• **Instructions for the task**: Starting at the top of the records, output every line through the one that contains "by the environment.", keeping each exactly as it appears.

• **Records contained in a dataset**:

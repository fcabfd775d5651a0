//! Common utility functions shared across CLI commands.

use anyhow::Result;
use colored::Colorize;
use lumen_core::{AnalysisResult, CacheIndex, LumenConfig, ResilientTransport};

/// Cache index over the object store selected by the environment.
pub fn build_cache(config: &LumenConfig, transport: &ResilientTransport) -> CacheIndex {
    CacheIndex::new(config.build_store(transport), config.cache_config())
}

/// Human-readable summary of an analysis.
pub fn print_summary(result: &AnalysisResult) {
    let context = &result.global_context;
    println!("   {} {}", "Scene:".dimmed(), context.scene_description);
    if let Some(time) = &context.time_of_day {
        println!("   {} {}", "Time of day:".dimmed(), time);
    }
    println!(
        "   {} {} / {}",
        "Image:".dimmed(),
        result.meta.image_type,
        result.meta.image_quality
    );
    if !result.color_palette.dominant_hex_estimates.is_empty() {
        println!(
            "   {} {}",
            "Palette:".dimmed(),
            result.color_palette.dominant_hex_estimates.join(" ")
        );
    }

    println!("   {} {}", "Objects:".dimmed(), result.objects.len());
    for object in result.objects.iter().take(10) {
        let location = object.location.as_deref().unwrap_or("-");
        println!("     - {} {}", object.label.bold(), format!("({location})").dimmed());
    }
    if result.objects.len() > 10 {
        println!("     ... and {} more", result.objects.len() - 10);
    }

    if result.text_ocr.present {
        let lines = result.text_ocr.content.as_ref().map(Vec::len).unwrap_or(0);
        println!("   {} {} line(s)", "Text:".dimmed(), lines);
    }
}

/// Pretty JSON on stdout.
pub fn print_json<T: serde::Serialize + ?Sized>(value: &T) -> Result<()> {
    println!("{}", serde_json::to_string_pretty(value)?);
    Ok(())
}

• **Finished exercise**:
repository fcabfd775d5651a0
//! Common utility functions shared across CLI commands.

use anyhow::Result;
use colored::Colorize;
use lumen_core::{AnalysisResult, CacheIndex, LumenConfig, ResilientTransport};

/// Cache index over the object store selected by the environment.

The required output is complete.